[Excerpts from a dataset]
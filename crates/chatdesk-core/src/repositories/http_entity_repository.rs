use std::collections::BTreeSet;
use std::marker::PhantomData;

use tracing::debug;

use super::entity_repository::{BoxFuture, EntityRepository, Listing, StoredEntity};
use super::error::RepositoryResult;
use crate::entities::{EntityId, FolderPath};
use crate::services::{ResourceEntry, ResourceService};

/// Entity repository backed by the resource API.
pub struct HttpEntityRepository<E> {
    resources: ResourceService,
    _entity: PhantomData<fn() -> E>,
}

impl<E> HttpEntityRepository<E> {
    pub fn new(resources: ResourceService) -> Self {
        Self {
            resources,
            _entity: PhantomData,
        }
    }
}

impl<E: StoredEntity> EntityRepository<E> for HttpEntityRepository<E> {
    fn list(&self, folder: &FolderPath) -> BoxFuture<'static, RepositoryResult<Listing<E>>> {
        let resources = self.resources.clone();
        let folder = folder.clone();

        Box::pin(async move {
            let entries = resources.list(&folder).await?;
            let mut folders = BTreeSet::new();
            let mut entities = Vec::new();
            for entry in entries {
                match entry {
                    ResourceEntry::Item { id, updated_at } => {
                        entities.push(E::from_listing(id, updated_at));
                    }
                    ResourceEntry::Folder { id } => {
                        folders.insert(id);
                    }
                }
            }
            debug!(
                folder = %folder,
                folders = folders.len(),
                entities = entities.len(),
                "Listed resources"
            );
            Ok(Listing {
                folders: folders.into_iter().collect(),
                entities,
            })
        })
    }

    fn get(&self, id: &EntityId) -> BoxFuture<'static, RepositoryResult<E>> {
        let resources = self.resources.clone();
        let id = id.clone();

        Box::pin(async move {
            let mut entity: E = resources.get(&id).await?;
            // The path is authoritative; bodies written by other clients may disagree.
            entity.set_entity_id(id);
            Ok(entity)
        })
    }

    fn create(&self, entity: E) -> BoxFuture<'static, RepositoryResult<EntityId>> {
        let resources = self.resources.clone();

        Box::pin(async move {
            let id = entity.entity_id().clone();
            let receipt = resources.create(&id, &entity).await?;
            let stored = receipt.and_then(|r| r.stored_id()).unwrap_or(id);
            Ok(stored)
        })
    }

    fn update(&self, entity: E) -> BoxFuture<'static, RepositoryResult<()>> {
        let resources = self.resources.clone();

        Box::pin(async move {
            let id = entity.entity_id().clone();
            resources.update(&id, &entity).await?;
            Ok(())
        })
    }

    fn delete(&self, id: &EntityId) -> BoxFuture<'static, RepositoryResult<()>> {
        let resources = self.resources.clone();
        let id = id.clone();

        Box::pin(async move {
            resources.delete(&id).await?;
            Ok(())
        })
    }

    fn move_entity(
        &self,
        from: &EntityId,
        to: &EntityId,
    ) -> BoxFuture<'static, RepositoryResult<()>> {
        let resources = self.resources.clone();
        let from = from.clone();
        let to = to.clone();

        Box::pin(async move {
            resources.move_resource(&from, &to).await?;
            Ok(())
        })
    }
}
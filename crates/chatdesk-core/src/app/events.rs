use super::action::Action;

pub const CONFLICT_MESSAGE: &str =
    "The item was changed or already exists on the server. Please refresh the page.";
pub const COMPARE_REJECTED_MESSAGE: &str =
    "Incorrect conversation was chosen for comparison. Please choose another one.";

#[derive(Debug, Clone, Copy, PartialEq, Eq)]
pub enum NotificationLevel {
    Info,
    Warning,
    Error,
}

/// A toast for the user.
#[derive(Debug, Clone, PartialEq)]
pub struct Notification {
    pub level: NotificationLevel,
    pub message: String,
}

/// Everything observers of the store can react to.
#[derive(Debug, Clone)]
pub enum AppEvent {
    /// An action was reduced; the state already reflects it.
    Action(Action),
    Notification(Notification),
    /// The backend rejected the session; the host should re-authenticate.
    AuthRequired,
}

==

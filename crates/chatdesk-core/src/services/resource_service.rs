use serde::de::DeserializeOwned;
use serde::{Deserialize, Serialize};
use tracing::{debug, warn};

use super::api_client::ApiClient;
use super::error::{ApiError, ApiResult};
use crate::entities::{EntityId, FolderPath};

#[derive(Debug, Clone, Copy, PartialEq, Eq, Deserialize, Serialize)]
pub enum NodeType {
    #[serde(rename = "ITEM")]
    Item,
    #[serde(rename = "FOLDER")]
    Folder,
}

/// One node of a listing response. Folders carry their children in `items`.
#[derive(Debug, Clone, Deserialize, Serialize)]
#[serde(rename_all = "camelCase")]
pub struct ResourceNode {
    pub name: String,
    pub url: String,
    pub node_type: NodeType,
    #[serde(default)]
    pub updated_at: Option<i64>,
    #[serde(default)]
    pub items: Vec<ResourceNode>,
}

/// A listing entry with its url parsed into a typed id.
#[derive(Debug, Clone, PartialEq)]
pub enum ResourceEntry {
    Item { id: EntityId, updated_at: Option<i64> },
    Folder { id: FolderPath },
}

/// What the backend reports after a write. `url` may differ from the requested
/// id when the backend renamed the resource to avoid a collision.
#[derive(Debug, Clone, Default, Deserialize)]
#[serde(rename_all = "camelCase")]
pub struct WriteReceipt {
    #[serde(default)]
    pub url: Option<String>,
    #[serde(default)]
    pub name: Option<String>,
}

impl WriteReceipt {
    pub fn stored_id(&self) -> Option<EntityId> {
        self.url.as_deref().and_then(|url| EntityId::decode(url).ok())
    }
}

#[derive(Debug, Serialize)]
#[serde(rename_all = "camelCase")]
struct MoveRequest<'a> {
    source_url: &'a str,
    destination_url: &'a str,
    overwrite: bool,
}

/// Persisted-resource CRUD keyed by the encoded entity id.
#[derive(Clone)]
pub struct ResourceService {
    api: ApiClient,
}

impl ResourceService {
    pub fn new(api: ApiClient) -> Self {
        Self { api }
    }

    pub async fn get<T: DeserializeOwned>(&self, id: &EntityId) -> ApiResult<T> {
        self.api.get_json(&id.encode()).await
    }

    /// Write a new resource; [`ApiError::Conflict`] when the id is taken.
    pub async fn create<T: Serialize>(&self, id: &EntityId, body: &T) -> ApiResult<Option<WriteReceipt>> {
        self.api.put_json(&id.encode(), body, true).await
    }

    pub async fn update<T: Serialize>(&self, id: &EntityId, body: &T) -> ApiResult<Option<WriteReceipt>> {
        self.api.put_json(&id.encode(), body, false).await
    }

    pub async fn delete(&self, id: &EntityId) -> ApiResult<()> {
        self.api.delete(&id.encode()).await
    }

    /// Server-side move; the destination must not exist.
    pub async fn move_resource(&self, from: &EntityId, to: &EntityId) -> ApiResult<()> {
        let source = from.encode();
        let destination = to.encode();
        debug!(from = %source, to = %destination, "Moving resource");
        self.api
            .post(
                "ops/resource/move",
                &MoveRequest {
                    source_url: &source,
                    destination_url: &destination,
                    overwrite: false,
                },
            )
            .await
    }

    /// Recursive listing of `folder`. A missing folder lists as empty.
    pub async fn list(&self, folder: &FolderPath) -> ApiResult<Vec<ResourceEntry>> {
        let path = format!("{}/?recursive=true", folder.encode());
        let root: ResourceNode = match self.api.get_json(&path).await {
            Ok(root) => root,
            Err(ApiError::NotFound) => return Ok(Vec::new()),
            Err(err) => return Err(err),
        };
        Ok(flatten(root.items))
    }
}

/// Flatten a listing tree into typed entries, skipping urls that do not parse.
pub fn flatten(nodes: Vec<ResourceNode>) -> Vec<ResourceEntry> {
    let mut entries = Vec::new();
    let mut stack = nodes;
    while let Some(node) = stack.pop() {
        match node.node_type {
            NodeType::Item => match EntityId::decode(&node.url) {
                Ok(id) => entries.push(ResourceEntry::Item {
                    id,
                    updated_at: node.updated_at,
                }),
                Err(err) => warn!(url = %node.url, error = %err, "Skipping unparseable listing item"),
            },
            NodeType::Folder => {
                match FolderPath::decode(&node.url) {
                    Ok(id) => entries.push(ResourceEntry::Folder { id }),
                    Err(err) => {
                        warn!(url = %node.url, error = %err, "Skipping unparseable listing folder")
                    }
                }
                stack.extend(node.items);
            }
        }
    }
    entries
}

THE PROBLEM
Write out exactly the lines that fall from the line with "pub async fn delete(&self, id: &EntityId)" to the line with "lists as empty." in the records above, keeping both ends.

EXERCISE ANSWER
    pub async fn delete(&self, id: &EntityId) -> ApiResult<()> {
        self.api.delete(&id.encode()).await
    }

    /// Server-side move; the destination must not exist.
    pub async fn move_resource(&self, from: &EntityId, to: &EntityId) -> ApiResult<()> {
        let source = from.encode();
        let destination = to.encode();
        debug!(from = %source, to = %destination, "Moving resource");
        self.api
            .post(
                "ops/resource/move",
                &MoveRequest {
                    source_url: &source,
                    destination_url: &destination,
                    overwrite: false,
                },
            )
            .await
    }

    /// Recursive listing of `folder`. A missing folder lists as empty.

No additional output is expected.